В секунду пальто и шляпка полетели на ближайший стул, и к моему безмерному удивлению тётя Кристина оказалась в полном концертном наряде. Молочного цвета атлас тяжело спадал на ковёр, а из кружев глубокого декольте поднималась грудь, такая ослепительная, такая мраморная по совершенству форм, какие вряд ли мог предъявить античный кабинет со всеми своими фигурами богинь. Как вились длинные локоны по шее и плечам и как изумительно смотрелись свежайшие бледные розы в воронёной массе волос!

— Ну, это сильно! — сухо сказала Шарлотта. Моя тётя опустилась на стул перед роялем, инструмент ожил под её руками, и не слишком звучный, но сильный голос прогремел с дьявольским выражением: «Già la luna in mezzo al mare» — и тут распахнулись двери салона, и господин Клаудиус, бледный как привидение, застыл на пороге — а за ним маячило удивлённое лицо Дагоберта.

— Диана! — вскричал господин Клаудиус с невыразимым ужасом.

Тётя Кристина подбежала к нему и опустилась на колени.

— Прости, Клаудиус, прости! — умоляла она, почти касаясь лбом ковра. — Дагоберт, Шарлотта, мои так надолго и с такой болью утраченные дети, помогите мне упросить его вновь принять меня в прежней любви!
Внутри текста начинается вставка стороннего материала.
//! First step of the create-trip form: destination and trip dates.

use leptos::prelude::*;

use super::button::{Button, ButtonVariant};
use crate::state::create_trip_flow::CreateTripFlow;
use crate::state::trip_draft::TripDraft;
use crate::util::dates;

/// Destination + date range inputs. Inputs lock once the guest step opens.
#[component]
pub fn DestinationAndDateStep(draft: RwSignal<TripDraft>, flow: RwSignal<CreateTripFlow>) -> impl IntoView {
    let locked = move || flow.get().guest_input_open;

    view! {
        <div class="trip-step">
            <label class="trip-step__field trip-step__field--grow">
                <input
                    class="trip-step__input"
                    type="text"
                    placeholder="Where are you going?"
                    disabled=locked
                    prop:value=move || draft.with(|d| d.destination.clone())
                    on:input=move |ev| {
                        let value = event_target_value(&ev);
                        draft.update(|d| d.destination = value);
                    }
                />
            </label>
            <label class="trip-step__field">
                <input
                    class="trip-step__input trip-step__input--date"
                    type="date"
                    aria-label="Start date"
                    disabled=locked
                    prop:value=move || draft.with(|d| d.dates.from.map(dates::format_date_input).unwrap_or_default())
                    on:input=move |ev| {
                        let from = dates::parse_date_input(&event_target_value(&ev));
                        draft.update(|d| d.dates.set_from(from));
                    }
                />
                <span class="trip-step__range-sep">"to"</span>
                <input
                    class="trip-step__input trip-step__input--date"
                    type="date"
                    aria-label="End date"
                    disabled=locked
                    prop:value=move || draft.with(|d| d.dates.to.map(dates::format_date_input).unwrap_or_default())
                    on:input=move |ev| {
                        let to = dates::parse_date_input(&event_target_value(&ev));
                        draft.update(|d| d.dates.set_to(to));
                    }
                />
            </label>

            <span class="trip-step__divider" aria-hidden="true"></span>

            <Show
                when=locked
                fallback=move || {
                    view! {
                        <Button on_click=Callback::new(move |()| flow.update(CreateTripFlow::open_guest_input))>
                            "Continue"
                        </Button>
                    }
                }
            >
                <Button
                    variant=ButtonVariant::Secondary
                    on_click=Callback::new(move |()| flow.update(CreateTripFlow::close_guest_input))
                >
                    "Change place/date"
                </Button>
            </Show>
        </div>
    }
}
Шарлотта издала возглас негодования.

— Комедия! — закричала она. — Кто платит вам за эту изумительно сыгранную роль, мадам? — спросила она грубо. Затем она налетела на меня и резко затрясла меня за плечи. — Леонора, вы нас предали!
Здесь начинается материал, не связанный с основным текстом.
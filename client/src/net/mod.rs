//! Networking modules for the remote trip API.
//!
//! SYSTEM CONTEXT
//! ==============
//! `api` issues the REST calls and `types` defines the request/response
//! bodies exchanged with the trip service.

pub mod api;
pub mod types;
Господин Клаудиус сразу же встал между нами и оттолкнул её.

— Уведите фройляйн фон Зассен! — велел он фройляйн Флиднер — как глухо и неуверенно прозвучал его голос, как он старался овладеть собой в ужаснейшем внутреннем волнении!
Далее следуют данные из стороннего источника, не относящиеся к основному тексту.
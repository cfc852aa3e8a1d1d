//! Modal collecting the trip owner's name and email before creation.

#[cfg(test)]
#[path = "confirm_trip_modal_test.rs"]
mod confirm_trip_modal_test;

use leptos::prelude::*;

use super::button::{Button, ButtonSize};
use crate::state::trip_draft::TripDraft;

/// Sentence summarizing the trip about to be confirmed.
pub fn confirmation_summary(destination: &str, dates_label: Option<&str>) -> String {
    let destination = destination.trim();
    match dates_label {
        Some(dates) => format!("To confirm the trip to {destination} on {dates}, fill in your details below."),
        None => format!("To confirm the trip to {destination}, fill in your details below."),
    }
}

#[component]
pub fn ConfirmTripModal(
    draft: RwSignal<TripDraft>,
    #[prop(into)] busy: Signal<bool>,
    on_close: Callback<()>,
    on_submit: Callback<()>,
) -> impl IntoView {
    let summary = move || {
        draft.with(|d| confirmation_summary(&d.destination, d.dates.label().as_deref()))
    };

    let on_form_submit = move |ev: leptos::ev::SubmitEvent| {
        ev.prevent_default();
        on_submit.run(());
    };

    let on_keydown = move |ev: leptos::ev::KeyboardEvent| {
        if ev.key() == "Escape" {
            ev.prevent_default();
            on_close.run(());
        }
    };

    view! {
        <div class="dialog-backdrop" on:click=move |_| on_close.run(())>
            <div
                class="dialog dialog--confirm"
                tabindex="0"
                on:click=move |ev| ev.stop_propagation()
                on:keydown=on_keydown
            >
                <div class="dialog__header">
                    <h2>"Confirm trip creation"</h2>
                    <button class="dialog__close" type="button" title="Close" on:click=move |_| on_close.run(())>
                        "×"
                    </button>
                </div>
                <p class="dialog__hint">{summary}</p>

                <form class="dialog__form" on:submit=on_form_submit>
                    <input
                        class="dialog__input"
                        type="text"
                        name="name"
                        placeholder="Your full name"
                        prop:value=move || draft.with(|d| d.owner_name.clone())
                        on:input=move |ev| {
                            let value = event_target_value(&ev);
                            draft.update(|d| d.owner_name = value);
                        }
                    />
                    <input
                        class="dialog__input"
                        type="email"
                        name="email"
                        placeholder="Your personal email"
                        prop:value=move || draft.with(|d| d.owner_email.clone())
                        on:input=move |ev| {
                            let value = event_target_value(&ev);
                            draft.update(|d| d.owner_email = value);
                        }
                    />
                    <Button submit=true size=ButtonSize::Full disabled=busy>
                        {move || if busy.get() { "Creating trip..." } else { "Confirm trip creation" }}
                    </Button>
                </form>
            </div>
        </div>
    }
}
Фройляйн Флиднер обняла меня за плечи и отвела в салон с портретом Лотара — и за нами захлопнулись двери… Пожилая дама дрожала как осиновый лист, у неё от судорог свело челюсти.

— Вы привели плохого гостя в наш дом, Леонора, — выдохнула она и испуганно прислушалась — а из прилегающей комнаты почти непрерывно доносился звучный голос тёти Кристины. — Вы, конечно, не могли знать, что это она, та фальшивая, неверная Диана, из-за которой он так тяжело страдал… Не дай Бог она снова завладеет им! Она всё ещё ошеломляюще красива!

Я сжала голову руками — не обрушится ли сейчас на меня весь мир?

— Как ловко она всё это устроила! — горько продолжала фройляйн Флиднер. — Захватила всех врасплох своим внезапным появлением!.. Она вдруг вспоминает своих «с болью утраченных детей», которых так позорно бросила!

— Она действительно мать Шарлотты и Дагоберта? — выдохнула я.

— Дитя, вы ещё сомневаетесь после всего, что видели и слышали?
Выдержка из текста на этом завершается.